Lincoln Electric was founded in 1895 and is headquartered in Cleveland, Ohio. From the company's website, "Lincoln Electric is the world leader in the design, development, and manufacture of arc welding products, robotic arc welding systems, and plasma and oxy-fuel cutting equipment, and has a leading global position in the brazing and soldering alloys market." The company has forty-five manufacturing locations which includes operations and joint ventures in nineteen countries. Lincoln truly is a global business with a worldwide network of distributors and sales offices covering more than 160 countries.
Market Cap: $4.97 Billion
Current Market Price: $59.88
Trailing P/E: 19.32
Forward P/E: 15.47
PEG Ratio: 1.11
Looking at the key statistics for the stock, you can see that it is currently trading slightly above its long-term growth rate. It is also trading near its fifty-two week high of $60.58 achieved on May 31, 2013. I consider the stock to be fairly valued at the present and would consider initiating a position on a slight pullback although today's price would still be a good entry point for long-term investors.
Dividend Yield: 1.40%
Payout Ratio (Net Income): 25.81%
Payout Ratio (Free Cash Flow): 58.05%
Number of Years of Dividend Increases: 18 years
1 Year Growth Rate: 11.81%
3 Year Growth Rate: 9.22%
5 Year Growth Rate: 9.31%
Lincoln has been raising its dividend every year for the last eighteen years, making it a part of the Dividend Contenders on David Fish's CCC list. Although it does have a low yield based on today's price at only 1.40%, it does have a decent long-term dividend growth rate of 9.31% based on the five year rate. The stock is also trading just under its five year average dividend yield of 1.90%. The company is able to continue to pay these dividends using its growth in sales and earnings per share growth. Although the company's sales and earnings declined significantly in 2009 like most industrial goods companies, it has since rebounded.

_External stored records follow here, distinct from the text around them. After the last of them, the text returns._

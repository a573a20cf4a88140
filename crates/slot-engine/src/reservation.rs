//! Reservation identities and records as seen by the core.
//!
//! The core never creates, edits or deletes reservations on its own; it reads
//! records handed over by a [`ReservationLookup`](crate::lookup::ReservationLookup).

use std::fmt;

use serde::{Deserialize, Serialize};

use crate::interval::TimeInterval;

/// Opaque identity of a bookable service.
#[derive(Debug, Clone, Copy, PartialEq, Eq, PartialOrd, Ord, Hash, Serialize, Deserialize)]
#[serde(transparent)]
pub struct ServiceId(pub u64);

/// Opaque identity of a stored reservation.
#[derive(Debug, Clone, Copy, PartialEq, Eq, PartialOrd, Ord, Hash, Serialize, Deserialize)]
#[serde(transparent)]
pub struct ReservationId(pub u64);

impl fmt::Display for ServiceId {
    fn fmt(&self, f: &mut fmt::Formatter<'_>) -> fmt::Result {
        write!(f, "service#{}", self.0)
    }
}

impl fmt::Display for ReservationId {
    fn fmt(&self, f: &mut fmt::Formatter<'_>) -> fmt::Result {
        write!(f, "reservation#{}", self.0)
    }
}

/// An existing reservation of a service.
#[derive(Debug, Clone, PartialEq, Eq, Serialize, Deserialize)]
pub struct ReservationRecord {
    pub id: ReservationId,
    pub service: ServiceId,
    #[serde(flatten)]
    pub interval: TimeInterval,
}

/// A proposed reservation, not yet stored.
#[derive(Debug, Clone, Copy, PartialEq, Eq)]
pub struct Candidate {
    pub service: ServiceId,
    pub interval: TimeInterval,
}

impl Candidate {
    pub fn new(service: ServiceId, interval: TimeInterval) -> Self {
        Self { service, interval }
    }
}
//! Error types for slot-engine operations.
//!
//! These cover precondition and collaborator failures only. A reservation that
//! breaks a business rule is not an error: it yields a
//! [`Violation`](crate::validator::Violation) inside a
//! [`ValidationReport`](crate::validator::ValidationReport).

use thiserror::Error;

use crate::reservation::ReservationId;

#[derive(Error, Debug, Clone, PartialEq, Eq)]
pub enum SchedulingError {
    /// The calendar configuration breaks one of its invariants.
    #[error("Invalid calendar: {0}")]
    InvalidCalendar(String),

    /// The caller passed malformed input (e.g. an interval with `end <= start`
    /// where a proper interval is required).
    #[error("Invalid input: {0}")]
    InvalidInput(String),

    #[error("Unknown reservation: {0}")]
    UnknownReservation(ReservationId),

    /// The reservation-lookup collaborator failed to produce a snapshot.
    #[error("Reservation lookup failed: {0}")]
    Lookup(String),
}

pub type Result<T> = std::result::Result<T, SchedulingError>;
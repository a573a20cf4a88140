//! Human-readable duration labels.
//!
//! Display only: logic compares [`DurationOption::minutes`](crate::availability::DurationOption),
//! never the label.

/// Format minutes the way the booking pages show them:
/// `45` → "45 minutes", `60` → "1 heure", `120` → "2 heures", `90` → "1h30".
pub fn format_duration(minutes: u32) -> String {
    let hours = minutes / 60;
    let mins = minutes % 60;

    if hours == 0 {
        return format!("{} minutes", minutes);
    }
    if mins == 0 {
        let unit = if hours == 1 { "heure" } else { "heures" };
        return format!("{} {}", hours, unit);
    }
    format!("{}h{:02}", hours, mins)
}
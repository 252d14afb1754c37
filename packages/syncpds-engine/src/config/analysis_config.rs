//! Analysis configuration
//!
//! One flat struct consumed by the query layer. Built from a [`Preset`],
//! refined with builder methods or YAML overrides, checked by `validate()`.

use super::error::{ConfigError, ConfigResult};
use super::io::{AnalysisOverrides, ConfigExportV1};
use super::preset::Preset;
use serde::{Deserialize, Serialize};
use std::time::Duration;

fn default_timeout_ms() -> u64 {
    10_000
}

fn default_true() -> bool {
    true
}

fn default_max_sub_queries() -> usize {
    256
}

/// Solver and query-layer options
#[derive(Debug, Clone, PartialEq, Eq, Serialize, Deserialize)]
#[serde(default)]
pub struct AnalysisConfig {
    /// Preset these values were derived from
    pub preset: Preset,

    /// Wall-clock budget per root query in milliseconds (0 = unlimited)
    #[serde(default = "default_timeout_ms")]
    pub analysis_timeout_ms: u64,

    /// Resolve virtual call sites lazily from receiver allocation sites
    #[serde(default = "default_true")]
    pub on_the_fly_call_graph: bool,

    /// Permit more than one root query per engine
    #[serde(default = "default_true")]
    pub allow_multiple_queries: bool,

    /// Share discovered call-graph edges across root queries
    #[serde(default = "default_true")]
    pub share_call_graph: bool,

    /// Record field-write/field-read points of indirection
    #[serde(default = "default_true")]
    pub resolve_field_aliases: bool,

    /// Follow returns past the seed method into its callers
    #[serde(default = "default_true")]
    pub track_unbalanced_returns: bool,

    /// Upper bound on alias sub-queries per root query
    #[serde(default = "default_max_sub_queries")]
    pub max_sub_queries: usize,

    /// Worker threads for whole-program mode (0 = rayon default)
    pub parallel_workers: usize,
}

impl Default for AnalysisConfig {
    fn default() -> Self {
        Self::preset(Preset::Balanced)
    }
}

impl AnalysisConfig {
    /// Complete configuration for a preset
    pub fn preset(preset: Preset) -> Self {
        match preset {
            Preset::Fast => Self {
                preset,
                analysis_timeout_ms: 1_000,
                on_the_fly_call_graph: false,
                allow_multiple_queries: false,
                share_call_graph: true,
                resolve_field_aliases: false,
                track_unbalanced_returns: true,
                max_sub_queries: 16,
                parallel_workers: 0,
            },
            Preset::Balanced | Preset::Custom => Self {
                preset,
                analysis_timeout_ms: default_timeout_ms(),
                on_the_fly_call_graph: true,
                allow_multiple_queries: true,
                share_call_graph: true,
                resolve_field_aliases: true,
                track_unbalanced_returns: true,
                max_sub_queries: default_max_sub_queries(),
                parallel_workers: 0,
            },
            Preset::Thorough => Self {
                preset,
                analysis_timeout_ms: 60_000,
                on_the_fly_call_graph: true,
                allow_multiple_queries: true,
                share_call_graph: true,
                resolve_field_aliases: true,
                track_unbalanced_returns: true,
                max_sub_queries: 4_096,
                parallel_workers: 0,
            },
        }
    }

    pub fn timeout_ms(mut self, ms: u64) -> Self {
        self.analysis_timeout_ms = ms;
        self
    }

    pub fn on_the_fly_call_graph(mut self, enabled: bool) -> Self {
        self.on_the_fly_call_graph = enabled;
        self
    }

    pub fn allow_multiple_queries(mut self, enabled: bool) -> Self {
        self.allow_multiple_queries = enabled;
        self
    }

    pub fn share_call_graph(mut self, enabled: bool) -> Self {
        self.share_call_graph = enabled;
        self
    }

    pub fn resolve_field_aliases(mut self, enabled: bool) -> Self {
        self.resolve_field_aliases = enabled;
        self
    }

    pub fn track_unbalanced_returns(mut self, enabled: bool) -> Self {
        self.track_unbalanced_returns = enabled;
        self
    }

    pub fn max_sub_queries(mut self, n: usize) -> Self {
        self.max_sub_queries = n;
        self
    }

    pub fn parallel_workers(mut self, n: usize) -> Self {
        self.parallel_workers = n;
        self
    }

    /// Timeout as a duration, `None` when unlimited
    pub fn timeout(&self) -> Option<Duration> {
        if self.analysis_timeout_ms == 0 {
            None
        } else {
            Some(Duration::from_millis(self.analysis_timeout_ms))
        }
    }

    /// Validate ranges and flag combinations
    pub fn validate(&self) -> ConfigResult<()> {
        if self.analysis_timeout_ms > 3_600_000 {
            return Err(ConfigError::range_with_hint(
                "analysis_timeout_ms",
                self.analysis_timeout_ms,
                0,
                3_600_000,
                "Use 0 for an unlimited budget",
            ));
        }

        if self.max_sub_queries > 1_000_000 {
            return Err(ConfigError::range_with_hint(
                "max_sub_queries",
                self.max_sub_queries,
                0,
                1_000_000,
                "Each sub-query owns its own automata",
            ));
        }

        if self.parallel_workers > 1024 {
            return Err(ConfigError::range_with_hint(
                "parallel_workers",
                self.parallel_workers,
                0,
                1024,
                "Use 0 for the rayon default",
            ));
        }

        if self.on_the_fly_call_graph && self.max_sub_queries == 0 {
            return Err(ConfigError::Validation(
                "on_the_fly_call_graph needs max_sub_queries > 0 to resolve receivers".to_string(),
            ));
        }

        Ok(())
    }

    /// Load from a YAML file (schema v1)
    pub fn from_yaml(path: &str) -> ConfigResult<Self> {
        let content = std::fs::read_to_string(path)?;
        Self::from_yaml_str(&content)
    }

    /// Parse YAML text (schema v1)
    pub fn from_yaml_str(content: &str) -> ConfigResult<Self> {
        let export: ConfigExportV1 = serde_yaml::from_str(content)?;

        // Version check
        if export.version != 1 {
            return Err(ConfigError::UnsupportedVersion {
                found: export.version,
                supported: vec![1],
            });
        }

        let preset = Preset::from_str(&export.preset)
            .map_err(|_| ConfigError::UnknownPreset(export.preset.clone()))?;

        let mut config = Self::preset(preset);
        if let Some(overrides) = export.overrides {
            overrides.apply(&mut config);
        }

        config.validate()?;
        Ok(config)
    }

    /// Export as YAML (schema v1)
    pub fn to_yaml(&self) -> ConfigResult<String> {
        let export = ConfigExportV1 {
            version: 1,
            preset: self.preset.to_string(),
            overrides: Some(AnalysisOverrides::from_config(self)),
        };

        serde_yaml::to_string(&export).map_err(ConfigError::Yaml)
    }
}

Sales and Earnings Growth Rates
Earnings Per Share
*Due to large increase in 2010 from 2009 lows.
The company has been able to raise its dividend continually every year due to its sales and earnings growth. As an industrial goods company, its ability to grow is tied to the overall health of the economy, unlike a consumer staples company such as Procter & Gamble where consumers are going to buy products regardless of what the economy is doing. However, with Lincoln's history of paying and raising dividends aided by a strong management makes it one of the more conservative businesses in the industrial goods sector.

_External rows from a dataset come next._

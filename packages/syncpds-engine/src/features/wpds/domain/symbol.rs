use crate::shared::models::{Field, Statement};
use std::fmt::Debug;
use std::hash::Hash;

/// Stack alphabet of a pushdown system
pub trait StackSymbol: Clone + Eq + Hash + Ord + Debug + 'static {
    /// Empty word, used by pop transitions
    fn epsilon() -> Self;

    fn is_epsilon(&self) -> bool;

    /// Rule label standing for "whatever is on top"
    fn is_wildcard(&self) -> bool {
        false
    }

    /// Does rule label `self` apply to transition label `label`
    fn matches(&self, label: &Self) -> bool {
        if label.is_epsilon() {
            return false;
        }
        self.is_wildcard() || self == label
    }
}

impl StackSymbol for Statement {
    fn epsilon() -> Self {
        Statement::epsilon()
    }

    fn is_epsilon(&self) -> bool {
        Statement::is_epsilon(self)
    }
}

impl StackSymbol for Field {
    fn epsilon() -> Self {
        Field::epsilon()
    }

    fn is_epsilon(&self) -> bool {
        Field::is_epsilon(self)
    }

    fn is_wildcard(&self) -> bool {
        Field::is_wildcard(self)
    }
}
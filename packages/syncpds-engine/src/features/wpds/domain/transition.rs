use super::state::StateId;

/// Automaton edge `source --label--> target`
#[derive(Debug, Clone, PartialEq, Eq, Hash, PartialOrd, Ord)]
pub struct Transition<L> {
    pub source: StateId,
    pub label: L,
    pub target: StateId,
}

impl<L> Transition<L> {
    pub fn new(source: StateId, label: L, target: StateId) -> Self {
        Self {
            source,
            label,
            target,
        }
    }
}

/// Outcome of inserting a transition
#[derive(Debug, Clone, Copy, PartialEq, Eq)]
pub enum TransitionUpdate {
    New,
    /// Existing transition, weight grew under ⊕
    Grown,
    /// Existing transition, weight absorbed
    Unchanged,
}

impl TransitionUpdate {
    pub fn changed(self) -> bool {
        !matches!(self, TransitionUpdate::Unchanged)
    }
}
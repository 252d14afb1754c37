//! Ports - interfaces implemented by program frontends

mod program_model;

pub use program_model::ProgramModel;
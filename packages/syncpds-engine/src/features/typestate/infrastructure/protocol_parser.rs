/*
 * Protocol Definition Parser
 *
 * Custom protocols from YAML or JSON:
 *
 * ```yaml
 * protocol: Transaction
 * initial_state: Idle
 * final_states: [Committed, RolledBack]
 * error_state: Broken        # optional, defaults to "Error"
 * transitions:
 *   - { from: Idle,   action: begin,  to: Active }
 *   - { from: Active, action: commit, to: Committed }
 * preconditions:
 *   query: { requires: Active }
 * ```
 */

use crate::features::typestate::domain::{Action, Protocol, State};
use serde::{Deserialize, Serialize};
use std::collections::{BTreeMap, BTreeSet};
use thiserror::Error;

#[derive(Debug, Clone, Serialize, Deserialize)]
pub struct ProtocolConfig {
    pub protocol: String,

    pub initial_state: String,

    #[serde(default)]
    pub final_states: Vec<String>,

    #[serde(default)]
    pub error_state: Option<String>,

    pub transitions: Vec<TransitionConfig>,

    #[serde(default)]
    pub preconditions: BTreeMap<String, PreconditionConfig>,
}

#[derive(Debug, Clone, Serialize, Deserialize)]
pub struct TransitionConfig {
    pub from: String,
    pub action: String,
    pub to: String,
}

#[derive(Debug, Clone, Serialize, Deserialize)]
pub struct PreconditionConfig {
    pub requires: String,
}

#[derive(Debug, Clone, PartialEq, Eq, Error)]
pub enum ParseError {
    #[error("Syntax error: {0}")]
    Syntax(String),

    #[error("Validation error: {0}")]
    Validation(String),

    /// Unreachable final states and similar
    #[error("Semantic error: {0}")]
    Semantic(String),
}

pub struct ProtocolParser;

impl ProtocolParser {
    pub fn from_yaml(yaml: &str) -> Result<Protocol, ParseError> {
        let config: ProtocolConfig = serde_yaml::from_str(yaml)
            .map_err(|e| ParseError::Syntax(format!("YAML parse error: {}", e)))?;
        Self::build_protocol(config)
    }

    pub fn from_json(json: &str) -> Result<Protocol, ParseError> {
        let config: ProtocolConfig = serde_json::from_str(json)
            .map_err(|e| ParseError::Syntax(format!("JSON parse error: {}", e)))?;
        Self::build_protocol(config)
    }

    fn build_protocol(config: ProtocolConfig) -> Result<Protocol, ParseError> {
        let mut protocol = Protocol::new(&config.protocol);

        if let Some(error_state) = &config.error_state {
            protocol.set_error_state(State::new(error_state));
        }
        protocol.set_initial_state(State::new(&config.initial_state));
        for final_state in &config.final_states {
            protocol.add_final_state(State::new(final_state));
        }
        for transition in &config.transitions {
            protocol.add_transition(
                State::new(&transition.from),
                Action::new(&transition.action),
                State::new(&transition.to),
            );
        }
        for (action_name, precond) in &config.preconditions {
            protocol.add_precondition(Action::new(action_name), State::new(&precond.requires));
        }

        protocol.validate().map_err(ParseError::Validation)?;
        Self::validate_semantics(&config)?;

        Ok(protocol)
    }

    /// Every final state must be reachable from the initial state
    fn validate_semantics(config: &ProtocolConfig) -> Result<(), ParseError> {
        let mut reachable: BTreeSet<&str> = BTreeSet::new();
        reachable.insert(config.initial_state.as_str());

        loop {
            let before = reachable.len();
            for t in &config.transitions {
                if reachable.contains(t.from.as_str()) {
                    reachable.insert(t.to.as_str());
                }
            }
            if reachable.len() == before {
                break;
            }
        }

        for final_state in &config.final_states {
            if !reachable.contains(final_state.as_str()) {
                return Err(ParseError::Semantic(format!(
                    "Final state '{}' is unreachable from initial state '{}'",
                    final_state, config.initial_state
                )));
            }
        }

        Ok(())
    }
}

/// Fluent protocol construction
///
/// ```rust
/// use syncpds_engine::features::typestate::ProtocolBuilder;
///
/// let protocol = ProtocolBuilder::new("Job")
///     .initial_state("Init")
///     .add_transition("Init", "start", "Running")
///     .add_transition("Running", "stop", "Stopped")
///     .final_state("Stopped")
///     .build();
/// assert!(protocol.validate().is_ok());
/// ```
pub struct ProtocolBuilder {
    protocol: Protocol,
}

impl ProtocolBuilder {
    pub fn new(name: impl Into<String>) -> Self {
        Self {
            protocol: Protocol::new(name),
        }
    }

    pub fn initial_state(mut self, state: impl Into<String>) -> Self {
        self.protocol.set_initial_state(State::new(state.into()));
        self
    }

    pub fn add_transition(
        mut self,
        from: impl Into<String>,
        action: impl Into<String>,
        to: impl Into<String>,
    ) -> Self {
        self.protocol.add_transition(
            State::new(from.into()),
            Action::new(action.into()),
            State::new(to.into()),
        );
        self
    }

    pub fn final_state(mut self, state: impl Into<String>) -> Self {
        self.protocol.add_final_state(State::new(state.into()));
        self
    }

    pub fn precondition(
        mut self,
        action: impl Into<String>,
        required_state: impl Into<String>,
    ) -> Self {
        self.protocol.add_precondition(
            Action::new(action.into()),
            State::new(required_state.into()),
        );
        self
    }

    pub fn build(self) -> Protocol {
        self.protocol
    }
}
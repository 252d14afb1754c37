use crate::features::typestate::domain::{Action, Protocol, TransitionFunction};
use crate::features::weights::{Weight, WeightFunctions};
use crate::shared::models::{Node, Statement, StatementKind};
use crate::shared::ports::ProgramModel;
use std::sync::Arc;

/// Weights for forward typestate queries
///
/// A step into a call statement whose receiver is the tracked fact and
/// whose method name belongs to the protocol carries that action's
/// transition function. Protocol methods are treated as library calls:
/// the action applies on the call-to-return edge, never on call entry.
#[derive(Debug, Clone)]
pub struct TypestateWeightFunctions {
    protocol: Arc<Protocol>,
}

impl TypestateWeightFunctions {
    pub fn new(protocol: Arc<Protocol>) -> Self {
        Self { protocol }
    }

    pub fn protocol(&self) -> &Protocol {
        &self.protocol
    }

    fn action_at(&self, program: &dyn ProgramModel, curr: &Node, stmt: &Statement) -> Option<Action> {
        let StatementKind::Invoke { call, .. } = program.statement(stmt)? else {
            return None;
        };
        let on_fact = call.receiver.as_ref() == Some(&curr.fact);
        (on_fact && self.protocol.tracks(&call.method_name)).then(|| Action::new(&call.method_name))
    }
}

impl WeightFunctions<TransitionFunction> for TypestateWeightFunctions {
    fn normal(&self, program: &dyn ProgramModel, curr: &Node, succ: &Node) -> TransitionFunction {
        if curr.fact != succ.fact {
            return TransitionFunction::one();
        }
        match self.action_at(program, curr, &succ.stmt) {
            Some(action) => TransitionFunction::from_action(&self.protocol, &action),
            None => TransitionFunction::one(),
        }
    }

    fn push(
        &self,
        _program: &dyn ProgramModel,
        _curr: &Node,
        _callee_entry: &Node,
        _call_site: &Statement,
    ) -> TransitionFunction {
        TransitionFunction::one()
    }

    fn pop(&self, _program: &dyn ProgramModel, _exit: &Node) -> TransitionFunction {
        TransitionFunction::one()
    }
}
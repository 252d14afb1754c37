mod phase;
mod poi;
mod successor;

pub use phase::{SolverPhase, SolverStats, SolverStatus};
pub use poi::{PoiKey, PoiKind, PointOfIndirection, Resolution};
pub use successor::{Expansion, PendingIndirection, Successor};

Management Effectiveness vs. Industry Averages
Return on Assets (TTM)
Return on Assets 5 yr. Average
Return on Investment
Return on Investment 5 yr. Average
Return on Equity
Return on Equity 5 yr. Average
In closing I believe Lincoln Electric deserves to be in the consideration of stocks for dividend growth portfolios. In today's low interest rate environment, many of the common, large cap dividend growth stocks have had their values artificially raised and it is time to consider other smaller, less known stocks. Although its starting yield is below what most dividend investors would consider, its dividend growth backed by solid sales and earnings growth make for a good combination for long-term investors. I hope you use this article as a starting point for your own research into this company to determine if this stock would make a good addition to your dividend growth portfolio.
All statistics taken from Lincoln Electric's website, Yahoo Finance, David Fish's CCC document, and Reuters. All stock prices current as of the market's close, July 5, 2013.
Disclosure: I have no positions in any stocks mentioned, and no plans to initiate any positions within the next 72 hours. I wrote this article myself, and it expresses my own opinions. I am not receiving compensation for it (other than from Seeking Alpha). I have no business relationship with any company whose stock is mentioned in this article.